I will also tell you from that experience it was very obvious the way he sat in his seat, the way he answered questions, that that was a nice experience, but he was ready to get up and coach some football. We're glad to have you actually here in town to get started as well.
I want to take just a second and thank some folks. I want to thank the chairman of our Board of Trustees, Quinn Buckner, as well as all of our trustees for their support and frankly great enthusiasm in this new hire for Indiana University.
I also want to thank our athletic director Scott Dolson. Scott ran an amazingly professional and tight search. I was so impressed with the way he ran this search.
His thoroughness was just really, truly extraordinary. And Scott, frankly, is an extraordinary athletic director. I'm so grateful to have the chance to work with him. He shares the values that we all hold, in particular that I hold, that winning is very important, but it's always about the student-athletes first at Indiana University, always.
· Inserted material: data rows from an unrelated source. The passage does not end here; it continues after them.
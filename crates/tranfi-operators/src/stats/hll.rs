//! HyperLogLog distinct-count sketch with 2^10 registers.

use tranfi_core::hash::fnv1a_mix;

const P: u32 = 10;
const M: usize = 1 << P;

#[derive(Debug, Clone)]
pub struct Hll {
    registers: Box<[u8; M]>,
}

impl Default for Hll {
    fn default() -> Self {
        Self {
            registers: Box::new([0; M]),
        }
    }
}

impl Hll {
    pub fn insert(&mut self, bytes: &[u8]) {
        let h = fnv1a_mix(bytes);
        let idx = (h >> (64 - P)) as usize;
        let rest = h << P;
        let rank = (rest.leading_zeros() + 1).min(64 - P + 1) as u8;
        if let Some(r) = self.registers.get_mut(idx) {
            *r = (*r).max(rank);
        }
    }

    pub fn estimate(&self) -> u64 {
        let m = M as f64;
        let alpha = 0.7213 / (1.0 + 1.079 / m);
        let mut sum = 0.0;
        let mut zeros = 0usize;
        for &r in self.registers.iter() {
            sum += 2f64.powi(-i32::from(r));
            if r == 0 {
                zeros += 1;
            }
        }
        let raw = alpha * m * m / sum;
        let est = if raw <= 2.5 * m && zeros > 0 {
            m * (m / zeros as f64).ln()
        } else {
            raw
        };
        est.round() as u64
    }
}

#[cfg(test)]
mod tests {
    use super::*;

    #[test]
    fn empty_and_small() {
        let mut h = Hll::default();
        assert_eq!(h.estimate(), 0);
        for s in ["a", "b", "c", "a", "b"] {
            h.insert(s.as_bytes());
        }
        assert_eq!(h.estimate(), 3);
    }

    #[test]
    fn within_error_bound() {
        let mut h = Hll::default();
        for i in 0..20_000 {
            h.insert(i.to_string().as_bytes());
        }
        let est = h.estimate() as f64;
        // Standard error at p=10 is about 3.3%.
        assert!((est - 20_000.0).abs() / 20_000.0 < 0.12, "estimate {est}");
    }
}
#![forbid(unsafe_code)]
//! tranfi-core: values, rows, expressions, the operator registry, and plans.
//!
//! Design intent:
//! - `Value`/`Row`/`RowBatch` are the only data model; every other crate speaks it.
//! - Expressions are parsed once when a plan is built and evaluated per row.
//! - The operator set is closed: `OpSpec` is an enum, and every op name maps to
//!   exactly one typed argument struct. Unknown ops never reach execution.
//! - A `Plan` is always validated; there is no way to hold an unchecked one.
//! - No I/O here. Codecs live in `tranfi-io`, execution in `tranfi-exec`.

pub mod config;
pub mod dag;
pub mod error;
pub mod expr;
pub mod hash;
pub mod plan;
pub mod prelude;
pub mod row;
pub mod value;

pub use error::{Error, Result, RowError};
//! Calendar operators: `datetime` part extraction and `date-trunc`.

use chrono::{DateTime, Datelike, NaiveDate, NaiveDateTime, NaiveTime, Timelike};
use tranfi_core::dag::{DatePart, DateTruncArgs, DatetimeArgs, TruncLevel};
use tranfi_core::error::RowError;
use tranfi_core::row::Row;
use tranfi_core::value::Value;

use crate::error::Result;
use crate::operator::Transform;

/// Shape of the parsed input, so truncation can answer in kind.
#[derive(Debug, Clone, Copy, PartialEq, Eq)]
enum Shape {
    Date,
    DateString,
    DateTimeString,
    Epoch,
}

const DATETIME_FMT: &str = "%Y-%m-%d %H:%M:%S";
const DATE_FMT: &str = "%Y-%m-%d";

fn parse(v: &Value) -> Option<(NaiveDateTime, Shape)> {
    match v {
        Value::Date(d) => Some((d.and_time(NaiveTime::MIN), Shape::Date)),
        Value::Int(secs) => epoch(*secs).map(|dt| (dt, Shape::Epoch)),
        Value::Float(secs) if secs.is_finite() => {
            epoch(secs.floor() as i64).map(|dt| (dt, Shape::Epoch))
        }
        Value::Str(s) => parse_text(s.trim()),
        _ => None,
    }
}

fn epoch(secs: i64) -> Option<NaiveDateTime> {
    DateTime::from_timestamp(secs, 0).map(|dt| dt.naive_utc())
}

fn parse_text(s: &str) -> Option<(NaiveDateTime, Shape)> {
    if s.len() == 10 {
        return NaiveDate::parse_from_str(s, DATE_FMT)
            .ok()
            .map(|d| (d.and_time(NaiveTime::MIN), Shape::DateString));
    }
    for fmt in [DATETIME_FMT, "%Y-%m-%dT%H:%M:%S", "%Y-%m-%d %H:%M", "%Y-%m-%dT%H:%M"] {
        if let Ok(dt) = NaiveDateTime::parse_from_str(s, fmt) {
            return Some((dt, Shape::DateTimeString));
        }
    }
    // Fractional seconds or a zone suffix: keep the leading date.
    s.get(..10)
        .and_then(|d| NaiveDate::parse_from_str(d, DATE_FMT).ok())
        .map(|d| (d.and_time(NaiveTime::MIN), Shape::DateString))
}

fn part(dt: &NaiveDateTime, p: DatePart) -> i64 {
    match p {
        DatePart::Year => i64::from(dt.year()),
        DatePart::Month => i64::from(dt.month()),
        DatePart::Day => i64::from(dt.day()),
        DatePart::Hour => i64::from(dt.hour()),
        DatePart::Minute => i64::from(dt.minute()),
        DatePart::Second => i64::from(dt.second()),
        DatePart::Weekday => i64::from(dt.weekday().num_days_from_sunday()),
        DatePart::Epoch => dt.and_utc().timestamp(),
    }
}

/// Appends `<col>_<part>` Int columns.
pub struct Datetime {
    column: String,
    parts: Vec<(DatePart, String)>,
}

impl Datetime {
    pub fn new(args: DatetimeArgs) -> Self {
        let parts = args
            .extract
            .iter()
            .map(|p| (*p, format!("{}_{}", args.column, p.name())))
            .collect();
        Self {
            column: args.column,
            parts,
        }
    }
}

impl Transform for Datetime {
    fn process(&mut self, rows: Vec<Row>, out: &mut Vec<Row>, _errors: &mut Vec<RowError>) -> Result<()> {
        for mut row in rows {
            let parsed = parse(row.value(&self.column)).map(|(dt, _)| dt);
            for (p, name) in &self.parts {
                let v = parsed.as_ref().map_or(Value::Null, |dt| Value::Int(part(dt, *p)));
                row.set(name.as_str(), v);
            }
            out.push(row);
        }
        Ok(())
    }
}

fn truncate(dt: NaiveDateTime, level: TruncLevel) -> Option<NaiveDateTime> {
    let date = dt.date();
    let (h, mi, s) = (dt.hour(), dt.minute(), dt.second());
    match level {
        TruncLevel::Year => date.with_ordinal(1)?.and_hms_opt(0, 0, 0),
        TruncLevel::Month => date.with_day(1)?.and_hms_opt(0, 0, 0),
        TruncLevel::Day => date.and_hms_opt(0, 0, 0),
        TruncLevel::Hour => date.and_hms_opt(h, 0, 0),
        TruncLevel::Minute => date.and_hms_opt(h, mi, 0),
        TruncLevel::Second => date.and_hms_opt(h, mi, s),
    }
}

pub struct DateTrunc {
    column: String,
    result: String,
    level: TruncLevel,
}

impl DateTrunc {
    pub fn new(args: DateTruncArgs) -> Self {
        Self {
            result: args.result.unwrap_or_else(|| args.column.clone()),
            column: args.column,
            level: args.trunc,
        }
    }

    fn apply(&self, v: &Value) -> Value {
        let Some((dt, shape)) = parse(v) else {
            return Value::Null;
        };
        let Some(t) = truncate(dt, self.level) else {
            return Value::Null;
        };
        match shape {
            Shape::Date => Value::Date(t.date()),
            Shape::DateString => Value::Str(t.format(DATE_FMT).to_string()),
            Shape::DateTimeString => Value::Str(t.format(DATETIME_FMT).to_string()),
            Shape::Epoch => Value::Int(t.and_utc().timestamp()),
        }
    }
}

impl Transform for DateTrunc {
    fn process(&mut self, rows: Vec<Row>, out: &mut Vec<Row>, _errors: &mut Vec<RowError>) -> Result<()> {
        for mut row in rows {
            let v = self.apply(row.value(&self.column));
            row.set(self.result.as_str(), v);
            out.push(row);
        }
        Ok(())
    }
}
Tied with that, of course, is the importance of integrity. We're going to always do the right thing at Indiana University. So I have to say, Coach Cignetti, after some time with you and bringing you to the university, you were born to be a Hoosier, sir. Born to be a Hoosier.
SCOTT DOLSON: Agreed.
PAMELA WHITTEN: With your passion for winning, with your obvious commitment to the student-athletes, and the recognition that winning isn't anything unless you do it right, let me be the first to welcome you and your family to Indiana University as the Coach of our Hoosier football team. Welcome.
(Applause.)
SCOTT DOLSON: Thanks, Pam. Let me tell you I'm excited to be here. Many of you know I've been here a long time, and I've had many exciting days as IU, but I count this as one of the real, real exciting days.
I have several thank yous as well, but I first want to recognize and thank Tom Allen. I haven't had a chance to publicly do that, but I want to thank Tom for his tireless work on behalf of this university, and we want to wish Tom and Tracy all the best, and they'll always be part of the IU family.
Pam mentioned Quinn Buckner and the IU Board of Trustees. I want to thank them as well. Quinn has been a great leader for us for a long, long time. Quinn this week, searches like this are a grind. It's nonstop. It's interesting because I think he had intuition because there was a point in the day on Monday where it was kind of hitting me, and I felt like it was just a lot.
I got a phone call, and it's Quinn, and he said, hey, I don't want to talk anything about the search. I just want to make sure you breathe, take care of yourself. It's going to be good. You're going to do a great job. It's going to be good. He has no idea how much that meant to me, but that shows the leadership Quinn has, and that really meant a lot.
I want to thank President Whitten. President Whitten has been amazing. I can't tell you how many things we have going on at IU, across the university, and how many directions she's pulled at once, but any time I need anything, any time we need to get together -- and this search obviously was very intense and in a short period -- I had her absolute, full attention. There's absolutely no way we could have gotten this done without her, and I want to thank her for her full support.
I also want to thank the department staff. Again, when you turn something around this quickly, it takes a lot. I certainly won't take the time to mention all of them, but they know who they are. I just can't thank them enough.
I would like to singly point out Deputy Athletic Director Mattie White. She's also our football support administrator. She's been amazing, and again she's been with me every step of the way.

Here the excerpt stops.